● **YOUR TASK**: Copy out each line of the data that contains "RawObservation".
------ DATA SECTION ------
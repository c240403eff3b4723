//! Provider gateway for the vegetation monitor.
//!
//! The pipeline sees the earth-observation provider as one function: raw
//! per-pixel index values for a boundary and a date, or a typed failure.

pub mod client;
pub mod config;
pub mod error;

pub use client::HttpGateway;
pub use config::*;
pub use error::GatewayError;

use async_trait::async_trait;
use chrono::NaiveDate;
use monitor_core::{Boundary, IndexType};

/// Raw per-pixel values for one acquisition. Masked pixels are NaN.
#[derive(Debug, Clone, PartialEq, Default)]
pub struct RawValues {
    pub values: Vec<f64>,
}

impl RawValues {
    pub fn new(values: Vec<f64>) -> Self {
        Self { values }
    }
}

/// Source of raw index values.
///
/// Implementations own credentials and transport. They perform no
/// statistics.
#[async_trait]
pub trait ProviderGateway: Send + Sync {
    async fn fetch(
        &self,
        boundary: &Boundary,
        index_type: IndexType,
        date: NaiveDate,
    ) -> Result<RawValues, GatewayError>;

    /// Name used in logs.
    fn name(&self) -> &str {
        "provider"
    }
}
------
------ DATA SECTION ------
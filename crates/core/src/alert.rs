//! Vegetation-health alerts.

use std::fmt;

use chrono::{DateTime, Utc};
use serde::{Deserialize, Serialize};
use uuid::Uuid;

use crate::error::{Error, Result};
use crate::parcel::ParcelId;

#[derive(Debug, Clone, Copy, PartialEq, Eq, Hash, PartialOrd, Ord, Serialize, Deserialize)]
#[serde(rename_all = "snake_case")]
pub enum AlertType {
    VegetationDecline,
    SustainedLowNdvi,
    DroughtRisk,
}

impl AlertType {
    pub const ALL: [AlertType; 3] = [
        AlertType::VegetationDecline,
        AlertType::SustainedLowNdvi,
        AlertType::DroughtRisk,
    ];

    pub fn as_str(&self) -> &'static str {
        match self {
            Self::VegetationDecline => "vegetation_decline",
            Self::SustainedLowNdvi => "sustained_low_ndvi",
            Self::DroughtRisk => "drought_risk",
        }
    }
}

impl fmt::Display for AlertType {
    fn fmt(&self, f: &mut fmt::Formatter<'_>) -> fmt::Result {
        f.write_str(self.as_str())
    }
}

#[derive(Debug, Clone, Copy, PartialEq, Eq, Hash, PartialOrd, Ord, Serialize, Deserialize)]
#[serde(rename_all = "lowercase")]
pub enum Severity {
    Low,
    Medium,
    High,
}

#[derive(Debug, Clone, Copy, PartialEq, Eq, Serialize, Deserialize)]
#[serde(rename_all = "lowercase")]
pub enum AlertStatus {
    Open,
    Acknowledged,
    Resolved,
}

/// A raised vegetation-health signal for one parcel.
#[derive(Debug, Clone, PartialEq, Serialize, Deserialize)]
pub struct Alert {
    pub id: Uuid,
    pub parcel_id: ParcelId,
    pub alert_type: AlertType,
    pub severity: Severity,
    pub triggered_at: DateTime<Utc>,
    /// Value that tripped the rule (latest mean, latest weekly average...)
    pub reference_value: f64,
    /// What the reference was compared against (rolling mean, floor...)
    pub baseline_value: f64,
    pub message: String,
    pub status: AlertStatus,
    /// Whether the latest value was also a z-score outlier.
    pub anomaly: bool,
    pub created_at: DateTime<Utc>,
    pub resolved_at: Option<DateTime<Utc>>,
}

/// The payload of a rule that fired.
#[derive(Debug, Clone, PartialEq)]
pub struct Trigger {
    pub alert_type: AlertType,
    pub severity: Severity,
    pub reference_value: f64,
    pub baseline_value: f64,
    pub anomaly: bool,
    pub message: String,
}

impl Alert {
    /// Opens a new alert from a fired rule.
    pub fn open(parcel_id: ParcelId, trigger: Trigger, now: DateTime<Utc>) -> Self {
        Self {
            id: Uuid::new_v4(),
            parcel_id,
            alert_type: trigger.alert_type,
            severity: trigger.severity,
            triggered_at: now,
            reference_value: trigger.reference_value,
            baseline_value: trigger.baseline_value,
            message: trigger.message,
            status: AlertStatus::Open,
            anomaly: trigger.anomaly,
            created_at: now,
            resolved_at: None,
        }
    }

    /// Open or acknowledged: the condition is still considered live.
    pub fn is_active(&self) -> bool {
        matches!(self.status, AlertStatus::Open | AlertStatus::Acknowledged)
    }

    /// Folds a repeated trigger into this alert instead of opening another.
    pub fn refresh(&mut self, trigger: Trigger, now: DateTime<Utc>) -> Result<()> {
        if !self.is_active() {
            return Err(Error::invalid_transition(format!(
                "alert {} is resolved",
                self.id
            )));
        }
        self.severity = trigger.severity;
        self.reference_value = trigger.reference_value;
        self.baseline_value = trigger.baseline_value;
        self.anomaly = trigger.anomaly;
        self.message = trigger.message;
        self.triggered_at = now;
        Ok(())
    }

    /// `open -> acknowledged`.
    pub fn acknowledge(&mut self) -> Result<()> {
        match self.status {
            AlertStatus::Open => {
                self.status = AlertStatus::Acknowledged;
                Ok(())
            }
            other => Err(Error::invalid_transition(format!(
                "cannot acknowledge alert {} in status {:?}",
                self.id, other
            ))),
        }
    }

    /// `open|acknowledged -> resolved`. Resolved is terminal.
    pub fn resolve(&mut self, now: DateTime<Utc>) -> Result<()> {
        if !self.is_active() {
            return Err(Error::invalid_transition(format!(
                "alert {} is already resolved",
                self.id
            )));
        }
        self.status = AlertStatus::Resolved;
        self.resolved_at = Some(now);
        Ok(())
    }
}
------
------ DATA SECTION ------
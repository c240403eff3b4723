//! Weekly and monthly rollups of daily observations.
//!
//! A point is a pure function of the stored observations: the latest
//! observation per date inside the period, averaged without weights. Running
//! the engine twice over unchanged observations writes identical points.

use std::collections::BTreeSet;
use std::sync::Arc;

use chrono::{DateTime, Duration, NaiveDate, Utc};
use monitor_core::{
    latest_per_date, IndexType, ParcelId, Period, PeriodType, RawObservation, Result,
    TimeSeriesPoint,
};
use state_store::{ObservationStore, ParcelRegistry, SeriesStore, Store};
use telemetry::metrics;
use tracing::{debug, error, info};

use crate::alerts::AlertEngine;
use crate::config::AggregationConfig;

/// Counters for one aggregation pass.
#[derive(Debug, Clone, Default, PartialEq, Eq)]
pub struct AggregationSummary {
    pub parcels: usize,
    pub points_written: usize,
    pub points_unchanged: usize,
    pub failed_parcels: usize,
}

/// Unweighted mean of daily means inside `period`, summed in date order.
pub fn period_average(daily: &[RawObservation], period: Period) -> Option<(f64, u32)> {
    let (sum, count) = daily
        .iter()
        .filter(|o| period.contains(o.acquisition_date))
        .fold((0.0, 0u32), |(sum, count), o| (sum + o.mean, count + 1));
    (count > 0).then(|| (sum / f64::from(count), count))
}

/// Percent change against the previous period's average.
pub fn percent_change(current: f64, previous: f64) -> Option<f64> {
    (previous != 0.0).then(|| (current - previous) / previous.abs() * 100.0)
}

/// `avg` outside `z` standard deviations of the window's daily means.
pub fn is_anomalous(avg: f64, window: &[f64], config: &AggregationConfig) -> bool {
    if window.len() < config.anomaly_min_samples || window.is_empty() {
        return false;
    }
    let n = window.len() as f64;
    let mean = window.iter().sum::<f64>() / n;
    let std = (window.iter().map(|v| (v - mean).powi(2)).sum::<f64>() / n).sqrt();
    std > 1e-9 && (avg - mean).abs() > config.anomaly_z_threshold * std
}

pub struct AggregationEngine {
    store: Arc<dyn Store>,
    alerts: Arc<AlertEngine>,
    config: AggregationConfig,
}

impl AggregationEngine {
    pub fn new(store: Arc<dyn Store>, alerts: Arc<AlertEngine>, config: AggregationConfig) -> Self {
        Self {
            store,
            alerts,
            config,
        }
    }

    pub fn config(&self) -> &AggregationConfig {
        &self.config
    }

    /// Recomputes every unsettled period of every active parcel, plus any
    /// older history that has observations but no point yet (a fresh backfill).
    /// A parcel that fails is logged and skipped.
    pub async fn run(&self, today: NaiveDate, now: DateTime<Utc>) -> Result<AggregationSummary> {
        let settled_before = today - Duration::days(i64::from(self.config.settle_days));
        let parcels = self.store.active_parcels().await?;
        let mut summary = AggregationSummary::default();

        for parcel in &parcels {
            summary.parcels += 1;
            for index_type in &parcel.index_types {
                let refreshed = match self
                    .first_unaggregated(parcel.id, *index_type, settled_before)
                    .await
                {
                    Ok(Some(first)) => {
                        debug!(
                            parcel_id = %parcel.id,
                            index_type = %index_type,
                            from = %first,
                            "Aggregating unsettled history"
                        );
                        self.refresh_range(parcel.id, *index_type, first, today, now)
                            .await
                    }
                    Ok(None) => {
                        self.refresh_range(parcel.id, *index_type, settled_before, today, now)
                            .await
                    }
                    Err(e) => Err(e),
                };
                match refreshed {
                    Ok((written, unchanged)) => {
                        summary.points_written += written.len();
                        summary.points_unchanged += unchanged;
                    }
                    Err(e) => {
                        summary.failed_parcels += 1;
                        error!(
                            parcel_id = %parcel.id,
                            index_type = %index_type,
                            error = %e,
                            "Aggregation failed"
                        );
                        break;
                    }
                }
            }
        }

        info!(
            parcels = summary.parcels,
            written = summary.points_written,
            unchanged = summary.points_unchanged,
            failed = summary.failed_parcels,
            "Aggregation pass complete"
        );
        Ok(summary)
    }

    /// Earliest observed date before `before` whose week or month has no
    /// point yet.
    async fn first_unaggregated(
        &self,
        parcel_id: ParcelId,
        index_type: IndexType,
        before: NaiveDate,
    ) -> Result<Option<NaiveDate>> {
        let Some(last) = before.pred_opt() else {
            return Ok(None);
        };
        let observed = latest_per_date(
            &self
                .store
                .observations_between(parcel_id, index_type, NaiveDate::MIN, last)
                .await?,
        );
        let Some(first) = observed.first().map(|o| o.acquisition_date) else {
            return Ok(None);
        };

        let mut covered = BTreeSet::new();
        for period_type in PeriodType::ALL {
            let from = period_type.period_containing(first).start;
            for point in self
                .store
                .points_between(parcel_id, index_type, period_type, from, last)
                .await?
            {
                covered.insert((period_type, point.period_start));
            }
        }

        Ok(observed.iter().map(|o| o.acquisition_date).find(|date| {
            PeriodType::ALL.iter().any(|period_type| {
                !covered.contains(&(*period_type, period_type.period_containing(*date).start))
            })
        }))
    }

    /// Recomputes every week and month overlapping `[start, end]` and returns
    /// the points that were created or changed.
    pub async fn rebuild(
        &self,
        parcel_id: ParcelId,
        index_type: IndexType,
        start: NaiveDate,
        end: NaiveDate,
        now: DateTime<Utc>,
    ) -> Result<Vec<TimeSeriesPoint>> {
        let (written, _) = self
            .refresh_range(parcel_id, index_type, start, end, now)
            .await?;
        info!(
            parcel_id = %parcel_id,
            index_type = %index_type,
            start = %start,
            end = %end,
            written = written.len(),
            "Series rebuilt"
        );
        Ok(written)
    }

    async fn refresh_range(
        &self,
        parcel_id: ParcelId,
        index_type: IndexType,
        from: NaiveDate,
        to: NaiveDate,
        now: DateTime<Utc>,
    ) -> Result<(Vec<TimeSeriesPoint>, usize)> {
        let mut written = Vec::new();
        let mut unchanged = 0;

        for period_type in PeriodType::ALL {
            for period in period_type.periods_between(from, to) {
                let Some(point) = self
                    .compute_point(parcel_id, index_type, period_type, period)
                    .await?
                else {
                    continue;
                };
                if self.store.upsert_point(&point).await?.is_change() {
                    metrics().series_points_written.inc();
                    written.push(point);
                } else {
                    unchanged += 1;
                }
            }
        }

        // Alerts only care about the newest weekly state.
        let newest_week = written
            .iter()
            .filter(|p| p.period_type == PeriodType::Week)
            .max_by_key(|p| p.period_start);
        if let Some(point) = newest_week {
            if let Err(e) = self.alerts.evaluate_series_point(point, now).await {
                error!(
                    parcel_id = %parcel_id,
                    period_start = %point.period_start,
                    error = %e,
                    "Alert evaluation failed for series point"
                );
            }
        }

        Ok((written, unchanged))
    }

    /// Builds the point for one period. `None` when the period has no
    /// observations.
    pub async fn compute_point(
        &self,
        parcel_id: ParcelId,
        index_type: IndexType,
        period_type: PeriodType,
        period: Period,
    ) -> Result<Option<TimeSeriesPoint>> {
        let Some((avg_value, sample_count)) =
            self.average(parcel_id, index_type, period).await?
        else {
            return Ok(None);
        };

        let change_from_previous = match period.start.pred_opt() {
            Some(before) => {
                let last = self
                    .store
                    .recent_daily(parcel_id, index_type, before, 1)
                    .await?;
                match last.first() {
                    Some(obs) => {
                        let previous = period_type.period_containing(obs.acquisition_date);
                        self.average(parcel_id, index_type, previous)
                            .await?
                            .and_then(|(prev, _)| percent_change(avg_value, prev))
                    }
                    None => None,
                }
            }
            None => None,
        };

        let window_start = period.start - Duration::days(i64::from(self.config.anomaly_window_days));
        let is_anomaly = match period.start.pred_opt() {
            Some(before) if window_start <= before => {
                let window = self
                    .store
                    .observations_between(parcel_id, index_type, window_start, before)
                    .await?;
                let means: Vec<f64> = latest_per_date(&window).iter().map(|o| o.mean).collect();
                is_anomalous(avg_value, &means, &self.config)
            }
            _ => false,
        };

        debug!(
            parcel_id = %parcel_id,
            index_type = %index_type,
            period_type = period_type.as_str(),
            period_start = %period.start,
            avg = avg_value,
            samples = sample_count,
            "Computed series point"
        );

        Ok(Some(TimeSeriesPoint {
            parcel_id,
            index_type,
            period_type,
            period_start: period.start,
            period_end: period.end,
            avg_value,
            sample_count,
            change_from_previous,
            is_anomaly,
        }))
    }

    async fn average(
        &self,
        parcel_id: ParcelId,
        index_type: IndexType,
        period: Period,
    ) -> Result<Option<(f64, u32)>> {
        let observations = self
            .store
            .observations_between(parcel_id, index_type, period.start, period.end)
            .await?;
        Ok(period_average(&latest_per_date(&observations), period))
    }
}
------
● **EXERCISE ANSWER**:
    latest_per_date, IndexType, ParcelId, Period, PeriodType, RawObservation, Result,
pub fn period_average(daily: &[RawObservation], period: Period) -> Option<(f64, u32)> {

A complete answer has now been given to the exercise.